After a rather protracted discussion on LinkedIn about the Wikipedia article on Enterprise Architecture (blogged here), I took another swing at rewriting the EA article’s opening section.  It is far from perfect, but I encourage the folks who have been following this discussion to take a look. 

The change I made was fairly straight-forward:

– Removed unverifiable definition of EA

– Added three verifiable definitions from three perspectives:

  • EA as a business practice,
  • EA as the desired level of integration and standardization in an enterprise, and
  • EA as a set of artifacts. 


– followed each definition with a layman’s interpretation of that definition. 

Normally, I would argue against actually citing a definition in a Wikipedia article.  After all, it is an encyclopedia, not a dictionary.  That said, after long and protracted debates about the meaning of the word ‘enterprise’ and the meaning of the word ‘architecture’ and the derivation of the term ‘enterprise architecture,’ I decided to break the rules a little and actually quote from the definitions themselves in the Wikipedia article.  This is really unusual, and I expect that I may get pilloried for it, but after all the arguments, I didn’t want anyone to tell me that I had interpreted their definitions “incorrectly” by quoting original sources.
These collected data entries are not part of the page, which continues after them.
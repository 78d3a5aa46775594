//! # udp-messenger
//!
//! Reliable messaging over raw UDP, with a channel-based RPC layer on top.
//!
//! ## Features
//! - Three delivery methods: unreliable, reliable, reliable-ordered
//! - Acks and resends driven by a per-connection heartbeat
//! - Chunking of small unreliable packets into one datagram
//! - Fragmentation and reassembly of packets larger than the path MTU
//! - MTU discovery and a ping-driven send throttle
//! - Duplicate suppression of resent packets
//! - Two-phase connect handshake with optional password and approval hook
//! - Flood mitigation for endpoints sending malformed traffic
//! - Optional compression (LZ4/Zstd) and encryption (XChaCha20-Poly1305)
//! - Remote events and remote functions multiplexed over channels
//!
//! ## Quick start
//! ```rust,no_run
//! use udp_messenger::{Client, ClientRole, DeliveryMethod, NetworkConfig, OutboundPacket};
//!
//! # fn main() -> udp_messenger::Result<()> {
//! let client = Client::new(NetworkConfig::default(), ClientRole::new());
//! client.start("0.0.0.0:0".parse().unwrap())?;
//! let server = client.connect("127.0.0.1:7777".parse().unwrap(), Some("secret"))?;
//!
//! let mut packet = OutboundPacket::custom(DeliveryMethod::ReliableOrdered);
//! packet.write_string("hello");
//! server.send_packet(packet)?;
//!
//! loop {
//!     client.update();
//!     while let Some(packet) = client.read_packet() {
//!         let mut reader = packet.reader();
//!         println!("{}", reader.read_string()?);
//!     }
//! #   break;
//! }
//! # Ok(())
//! # }
//! ```
//!
//! ## Threading
//! Each messenger runs one network thread. The application thread reads packets with
//! `read_packet()` and runs RPC handlers and lifecycle callbacks with `update()`.

pub mod config;
pub mod core;
pub mod error;
pub mod protocol;
pub mod transport;
pub mod utils;

pub use config::NetworkConfig;
pub use crate::core::packet::{DeliveryMethod, InboundPacket, OutboundPacket, PacketType};
pub use error::{ProtocolError, Result};
pub use protocol::channel::{Channel, ChannelKind, RpcValue};
pub use protocol::handshake::{ClientRole, DenialReason, HandshakeRole, ServerRole};
pub use transport::client::{Client, Server};
pub use transport::connection::Connection;
pub use transport::messenger::{Messenger, MessengerEvent};
#![allow(clippy::unwrap_used, clippy::uninlined_format_args)]

use criterion::{criterion_group, criterion_main, BatchSize, Criterion, Throughput};
use udp_messenger::utils::compression::{maybe_compress, CompressionKind};

fn bench_compression(c: &mut Criterion) {
    let mut group = c.benchmark_group("compression");
    let sizes = [512usize, 4096, 65536, 1024 * 1024];

    for &size in &sizes {
        // repetitive text, the kind of payload that passes the entropy gate
        let data: Vec<u8> = b"player:42 x=10.5 y=3.25 hp=100;"
            .iter()
            .copied()
            .cycle()
            .take(size)
            .collect();
        group.throughput(Throughput::Bytes(size as u64));

        for kind in [CompressionKind::Lz4, CompressionKind::Zstd] {
            let compressor = kind.compressor();
            let name = format!("{:?}", kind).to_lowercase();

            group.bench_function(format!("{}_compress_{}b", name, size), |b| {
                b.iter_batched(
                    || data.clone(),
                    |d| compressor.compress(&d).unwrap(),
                    BatchSize::SmallInput,
                )
            });
            group.bench_function(format!("{}_decompress_{}b", name, size), |b| {
                let compressed = compressor.compress(&data).unwrap();
                b.iter(|| {
                    let out = compressor.decompress(&compressed, size).unwrap();
                    assert_eq!(out.len(), data.len());
                })
            });
        }
    }

    group.finish();
}

fn bench_entropy_gate(c: &mut Criterion) {
    let mut group = c.benchmark_group("entropy_gate");
    let compressor = CompressionKind::Lz4.compressor();

    // near-random bytes, mostly rejected before the compressor runs
    let mut state = 0x9E37_79B9u32;
    let noisy: Vec<u8> = (0..4096)
        .map(|_| {
            state ^= state << 13;
            state ^= state >> 17;
            state ^= state << 5;
            state as u8
        })
        .collect();
    group.bench_function("skip_high_entropy_4096b", |b| {
        b.iter(|| maybe_compress(&noisy, compressor.as_ref(), 512).unwrap())
    });

    group.finish();
}

criterion_group!(benches, bench_compression, bench_entropy_gate);
criterion_main!(benches);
The new opening text of the Wikipedia article on EA is:

The term enterprise architecture is used in many complimentary ways. It is used to describe both a unique business practice and the aspects of a business that are being described. The Enterprise Architecture Research Forum defines the practice of enterprise architecture as follows:

Enterprise Architecture is the continuous practice of describing the essential elements of a sociotechnical organization, their relationships to each other and to the environment, in order to understand complexity and manage change.[1]

In simple terms, Enterprise Architecture is a self-improvement business function that examines the structure and behavior of the various parts of an ‘enterprise’ and focuses on opportunities to improve it.
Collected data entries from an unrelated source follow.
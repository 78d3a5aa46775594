//! Batching of small unreliable datagrams into one physical datagram.
//!
//! ```text
//! [Header(Custom, CHUNKED)] [Count(2)] { [Size(2)] [Datagram(Size)] } * Count
//! ```
//!
//! Every entry is a complete datagram with its own header, so the receiver
//! resubmits each one through the normal inbound path.

use std::time::{Duration, Instant};

use crate::core::buffer::{PacketReader, PacketWriter};
use crate::core::packet::{PacketFlags, PacketHeader, PacketType, HEADER_SIZE};
use crate::error::Result;

/// Bytes a chunk adds before its first entry.
pub const CHUNK_OVERHEAD: usize = HEADER_SIZE + 2;

/// Bytes each entry adds in front of its datagram.
pub const CHUNK_ENTRY_OVERHEAD: usize = 2;

/// Encodes a chunk datagram containing `datagrams`.
pub fn encode_chunk(id: u16, datagrams: &[Vec<u8>]) -> Vec<u8> {
    let header = PacketHeader {
        id,
        packet_type: PacketType::Custom,
        flags: PacketFlags::CHUNKED,
    };
    let body_len: usize = datagrams.iter().map(|d| d.len() + CHUNK_ENTRY_OVERHEAD).sum();
    let mut writer = PacketWriter::with_capacity(CHUNK_OVERHEAD + body_len);
    writer.write_bytes(&header.encode());
    writer.write_u16(datagrams.len() as u16);
    for datagram in datagrams {
        writer.write_u16(datagram.len() as u16);
        writer.write_bytes(datagram);
    }
    writer.into_vec()
}

/// Splits a chunk body (after the outer header) into its entries.
pub fn decode_chunk(body: &[u8]) -> Result<Vec<&[u8]>> {
    let mut reader = PacketReader::new(body);
    let count = reader.read_u16()? as usize;
    // never trust the count for allocation, each entry needs at least two bytes
    let mut entries = Vec::with_capacity(count.min(body.len() / CHUNK_ENTRY_OVERHEAD));
    for _ in 0..count {
        let size = reader.read_u16()? as usize;
        entries.push(reader.read_bytes(size)?);
    }
    Ok(entries)
}

/// Pending unreliable datagrams waiting to be batched.
#[derive(Debug, Default)]
pub struct ChunkBuffer {
    pending: Vec<Vec<u8>>,
    encoded_len: usize,
    oldest: Option<Instant>,
}

impl ChunkBuffer {
    pub fn new() -> Self {
        Self::default()
    }

    pub fn len(&self) -> usize {
        self.pending.len()
    }

    pub fn is_empty(&self) -> bool {
        self.pending.is_empty()
    }

    /// Size the chunk datagram would have if flushed now.
    pub fn encoded_len(&self) -> usize {
        CHUNK_OVERHEAD + self.encoded_len
    }

    /// Whether adding a datagram of `len` bytes would push the chunk past `mtu`.
    pub fn would_overflow(&self, len: usize, mtu: usize) -> bool {
        !self.is_empty() && self.encoded_len() + CHUNK_ENTRY_OVERHEAD + len > mtu
    }

    pub fn push(&mut self, datagram: Vec<u8>, now: Instant) {
        self.encoded_len += datagram.len() + CHUNK_ENTRY_OVERHEAD;
        self.oldest.get_or_insert(now);
        self.pending.push(datagram);
    }

    /// Whether the oldest pending datagram has waited at least `interval`.
    pub fn is_due(&self, now: Instant, interval: Duration) -> bool {
        self.oldest
            .is_some_and(|oldest| now.saturating_duration_since(oldest) >= interval)
    }

    pub fn take(&mut self) -> Vec<Vec<u8>> {
        self.encoded_len = 0;
        self.oldest = None;
        std::mem::take(&mut self.pending)
    }
}
//! Payload encryption.
//!
//! Packets ask for encryption with [`OutboundPacket::encrypted`]; the messenger applies
//! the installed [`Cipher`] to the payload and sets the `ENCRYPTED` flag. Key agreement
//! is left to the application, which installs a cipher built from a shared key.
//!
//! [`OutboundPacket::encrypted`]: crate::core::packet::OutboundPacket::encrypted

use chacha20poly1305::aead::{Aead, KeyInit};
use chacha20poly1305::{Key, XChaCha20Poly1305, XNonce};

use crate::error::{ProtocolError, Result};

/// Nonce length for XChaCha20-Poly1305.
pub const NONCE_SIZE: usize = 24;

/// An authenticated payload cipher.
pub trait Cipher: Send + Sync {
    fn encrypt(&self, plaintext: &[u8]) -> Result<Vec<u8>>;
    fn decrypt(&self, ciphertext: &[u8]) -> Result<Vec<u8>>;
}

/// XChaCha20-Poly1305 with a random 24-byte nonce prepended to every payload.
pub struct ChaChaCipher {
    cipher: XChaCha20Poly1305,
}

impl ChaChaCipher {
    pub fn new(key: &[u8; 32]) -> Self {
        Self {
            cipher: XChaCha20Poly1305::new(Key::from_slice(key)),
        }
    }

    /// Generates a fresh random key.
    pub fn generate_key() -> Result<[u8; 32]> {
        let mut key = [0u8; 32];
        getrandom::fill(&mut key).map_err(|_| ProtocolError::EncryptionFailure)?;
        Ok(key)
    }
}

impl std::fmt::Debug for ChaChaCipher {
    fn fmt(&self, f: &mut std::fmt::Formatter<'_>) -> std::fmt::Result {
        f.write_str("ChaChaCipher { .. }")
    }
}

impl Cipher for ChaChaCipher {
    fn encrypt(&self, plaintext: &[u8]) -> Result<Vec<u8>> {
        let mut nonce = [0u8; NONCE_SIZE];
        getrandom::fill(&mut nonce).map_err(|_| ProtocolError::EncryptionFailure)?;

        let ciphertext = self
            .cipher
            .encrypt(XNonce::from_slice(&nonce), plaintext)
            .map_err(|_| ProtocolError::EncryptionFailure)?;

        let mut out = Vec::with_capacity(NONCE_SIZE + ciphertext.len());
        out.extend_from_slice(&nonce);
        out.extend_from_slice(&ciphertext);
        Ok(out)
    }

    fn decrypt(&self, ciphertext: &[u8]) -> Result<Vec<u8>> {
        if ciphertext.len() < NONCE_SIZE {
            return Err(ProtocolError::DecryptionFailure);
        }
        let (nonce, body) = ciphertext.split_at(NONCE_SIZE);
        self.cipher
            .decrypt(XNonce::from_slice(nonce), body)
            .map_err(|_| ProtocolError::DecryptionFailure)
    }
}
The MIT Center for Information Systems Research (CISR) defines enterprise architecture as the specific aspects of a business that are under examination:

Enterprise architecture is the organizing logic for business processes and IT infrastructure reflecting the integration and standardization requirements of the company’s operating model. The operating model is the desired state of business process integration and business process standardization for delivering goods and services to customers.[2]

Simply put, the enterprise architecture in an intentional vision that defines how business processes should be integrated and where process standardization should be used.

The United States Government describes enterprise architecture as an Information Technology function. Instead of describing enterprise architecture in relation to the practice of examining an enterprise, the U.S. Government defines the term to refer to the documented results of that examination. Specifically, US Code Title 44, Chapter 36, defines enterprise architecture as a ‘strategic information base’ that defines the mission of an agency and describes the technology and information needed to perform that mission, along with descriptions of how the architecture of the organization should be changed in order to respond to changes in the mission.[3]

Practitioners of EA call themselves enterprise architects. An enterprise architect is a person responsible for performing the complex analysis of business structure and processes and is often called upon to draw conclusions from the information collected. By producing this understanding, architects are attempting to address the goals of Enterprise Architecture: Effectiveness, Efficiency, Agility, and Durability.[4]

By Nick Malik

Former CIO and present Strategic Architect, Nick Malik is a Seattle based business and technology advisor with over 30 years of professional experience in management, systems, and technology. He is the co-author of the influential paper "Perspectives on Enterprise Architecture" with Dr. Brian Cameron that effectively defined modern Enterprise Architecture practices, and he is frequent speaker at public gatherings on Enterprise Architecture and related topics. He coauthored a book on Visual Storytelling with Martin Sykes and Mark West titled "Stories That Move Mountains".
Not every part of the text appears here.